┌─ Supplied records

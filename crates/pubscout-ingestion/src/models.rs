//! Data models for the PubMed collaborator.

use serde::{Deserialize, Serialize};

/// Publication date as PubMed reports it: the year may be absent, and the
/// month (which can be a name like "Mar") defaults to "01" when missing.
#[derive(Debug, Clone, Serialize, Deserialize)]
pub struct PubDate {
    pub year: Option<String>,
    pub month: String,
}

impl PubDate {
    pub fn unknown() -> Self {
        Self {
            year: None,
            month: "01".to_string(),
        }
    }

    /// "YYYY-MM", or "N/A" when the year is unknown.
    pub fn display(&self) -> String {
        match &self.year {
            Some(year) => format!("{}-{}", year, self.month),
            None => "N/A".to_string(),
        }
    }

    /// Numeric publication year, if PubMed reported a parsable one.
    pub fn year_num(&self) -> Option<i32> {
        self.year.as_deref().and_then(|y| y.parse().ok())
    }
}

impl Default for PubDate {
    fn default() -> Self {
        Self::unknown()
    }
}

/// One entry of an article's author list, in listing order.
/// Either name part may be missing (e.g. collective authors).
#[derive(Debug, Clone, Default, Serialize, Deserialize)]
pub struct AuthorEntry {
    pub fore_name: Option<String>,
    pub last_name: Option<String>,
    pub affiliation: Option<String>,
}

/// One matching publication as returned by efetch.
#[derive(Debug, Clone, Serialize, Deserialize)]
pub struct ArticleRecord {
    pub pmid: String,
    pub title: String,
    pub pub_date: PubDate,
    pub authors: Vec<AuthorEntry>,
}
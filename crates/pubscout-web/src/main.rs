//! PubScout web server.
//!
//! Run with: cargo run -p pubscout-web

use std::net::SocketAddr;
use std::sync::Arc;

use tracing::{info, Level};
use tracing_subscriber::FmtSubscriber;

use pubscout_ingestion::sources::pubmed::PubMedClient;
use pubscout_web::state::AppState;

#[tokio::main]
async fn main() -> anyhow::Result<()> {
    dotenvy::dotenv().ok();

    let subscriber = FmtSubscriber::builder()
        .with_max_level(Level::INFO)
        .finish();
    tracing::subscriber::set_global_default(subscriber)?;

    let api_key = std::env::var("PUBMED_API_KEY").ok();
    if api_key.is_some() {
        info!("Using configured PubMed API key");
    }
    let source = PubMedClient::new(api_key)?;

    let state = AppState::new(Arc::new(source));
    let app = pubscout_web::router::build_router(state);

    let addr: SocketAddr = std::env::var("PUBSCOUT_ADDR")
        .unwrap_or_else(|_| "127.0.0.1:8000".to_string())
        .parse()?;
    info!("PubScout listening on http://{}", addr);

    let listener = tokio::net::TcpListener::bind(addr).await?;
    axum::serve(listener, app).await?;

    Ok(())
}
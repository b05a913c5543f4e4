use reqwest::{Client, ClientBuilder};
use std::collections::HashSet;
use std::time::Duration;
use url::Url;

use crate::error::PubscoutError;

/// An allowlist-capped HTTP client. The only upstream PubScout talks to is
/// NCBI E-utilities; any other host is refused before a request is built.
#[derive(Debug, Clone)]
pub struct SandboxClient {
    client: Client,
    allowlist: HashSet<String>,
}

impl SandboxClient {
    /// Creates a new SandboxClient with the default PubScout allowlist.
    pub fn new() -> Result<Self, PubscoutError> {
        let mut allowlist = HashSet::new();
        let domains = vec![
            "eutils.ncbi.nlm.nih.gov", // PubMed E-utilities (esearch/efetch)
            "localhost",
            "127.0.0.1",
        ];

        for d in domains {
            allowlist.insert(d.to_string());
        }

        let client = ClientBuilder::new()
            .timeout(Duration::from_secs(30))
            .build()
            .map_err(|e| PubscoutError::Config(format!("Failed to build HTTP client: {}", e)))?;

        Ok(Self { client, allowlist })
    }

    /// Appends an exact hostname to the allowlist.
    pub fn allow_domain(&mut self, domain: &str) {
        self.allowlist.insert(domain.to_string());
    }

    /// Validates if a URL is permitted under the current sandbox policy.
    pub fn is_allowed(&self, url: &str) -> bool {
        if let Ok(parsed) = Url::parse(url) {
            if let Some(host) = parsed.host_str() {
                // Exact match or a subdomain of an allowed domain
                for allowed in &self.allowlist {
                    if host == allowed || host.ends_with(&format!(".{}", allowed)) {
                        return true;
                    }
                }
            }
        }
        false
    }

    /// Exposes the inner `reqwest::Client` builder pattern safely for GET requests.
    pub fn get(&self, url: &str) -> Result<reqwest::RequestBuilder, PubscoutError> {
        if !self.is_allowed(url) {
            return Err(PubscoutError::Security(format!(
                "domain not in allowlist for URL {}",
                url
            )));
        }

        Ok(self.client.get(url))
    }
}
//! Lead search API — runs the PubMed query and the ranking pipeline.

use axum::{extract::State, response::IntoResponse, Json};
use serde::{Deserialize, Serialize};
use tracing::info;

use pubscout_common::error::ApiError;
use pubscout_ranker::pipeline::{Lead, LeadRanker};

use crate::state::SharedState;

#[derive(Debug, Deserialize)]
pub struct SearchRequest {
    pub keywords: Vec<String>,
    #[serde(default = "default_years_back")]
    pub years_back: u32,
    #[serde(default = "default_max_results")]
    pub max_results: usize,
}

fn default_years_back() -> u32 {
    2
}

fn default_max_results() -> usize {
    100
}

#[derive(Debug, Serialize)]
pub struct SearchResponse {
    pub leads: Vec<Lead>,
    pub total: usize,
}

/// POST /api/search — search PubMed and return scored, ranked leads.
pub async fn api_search(
    State(state): State<SharedState>,
    Json(request): Json<SearchRequest>,
) -> Result<impl IntoResponse, ApiError> {
    if request.keywords.is_empty() {
        return Err(ApiError::bad_request("at least one keyword is required"));
    }

    let articles = state
        .source
        .search(&request.keywords, request.years_back, request.max_results)
        .await
        .map_err(|e| ApiError::upstream(format!("PubMed search failed: {e}")))?;

    let ranker = LeadRanker::new(state.weights.clone());
    let leads = ranker.rank(&articles, &request.keywords);
    let total = leads.len();
    info!(total, articles = articles.len(), "search complete");

    Ok(Json(SearchResponse { leads, total }))
}

#[cfg(test)]
mod tests {
    use super::*;
    use crate::state::AppState;
    use async_trait::async_trait;
    use axum::http::StatusCode;
    use pubscout_ingestion::models::{ArticleRecord, AuthorEntry, PubDate};
    use pubscout_ingestion::sources::LiteratureSource;
    use std::sync::Arc;

    struct FixedSource {
        articles: Vec<ArticleRecord>,
        fail: bool,
    }

    #[async_trait]
    impl LiteratureSource for FixedSource {
        async fn search(
            &self,
            _keywords: &[String],
            _years_back: u32,
            _max_results: usize,
        ) -> anyhow::Result<Vec<ArticleRecord>> {
            if self.fail {
                anyhow::bail!("upstream unavailable");
            }
            Ok(self.articles.clone())
        }
    }

    fn state(source: FixedSource) -> SharedState {
        Arc::new(AppState::new(Arc::new(source)))
    }

    fn sample_article(pmid: &str) -> ArticleRecord {
        ArticleRecord {
            pmid: pmid.to_string(),
            title: "Organoid hepatotoxicity assay".to_string(),
            pub_date: PubDate {
                year: Some("2026".to_string()),
                month: "02".to_string(),
            },
            authors: vec![AuthorEntry {
                fore_name: Some("Jane".to_string()),
                last_name: Some("Doe".to_string()),
                affiliation: Some("Univ Hospital, jane@univ.edu".to_string()),
            }],
        }
    }

    fn request(keywords: &[&str]) -> SearchRequest {
        SearchRequest {
            keywords: keywords.iter().map(|s| s.to_string()).collect(),
            years_back: 2,
            max_results: 50,
        }
    }

    #[tokio::test]
    async fn test_search_returns_ranked_leads() {
        let source = FixedSource {
            articles: vec![sample_article("1"), sample_article("2")],
            fail: false,
        };
        let result = api_search(State(state(source)), Json(request(&["organoid"]))).await;
        let response = result.unwrap().into_response();
        assert_eq!(response.status(), StatusCode::OK);
    }

    #[tokio::test]
    async fn test_empty_keywords_rejected() {
        let source = FixedSource {
            articles: vec![],
            fail: false,
        };
        let err = api_search(State(state(source)), Json(request(&[])))
            .await
            .err()
            .expect("empty keywords must be rejected");
        assert_eq!(err.status, StatusCode::BAD_REQUEST);
    }

    #[tokio::test]
    async fn test_upstream_failure_surfaces_as_bad_gateway() {
        let source = FixedSource {
            articles: vec![],
            fail: true,
        };
        let err = api_search(State(state(source)), Json(request(&["organoid"])))
            .await
            .err()
            .expect("upstream failure must map to an error");
        assert_eq!(err.status, StatusCode::BAD_GATEWAY);
    }
}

└─

- **What the exercise asks**
Give the number of lines above in which the word "derive" appears, and nothing more.

- **Solution below**
6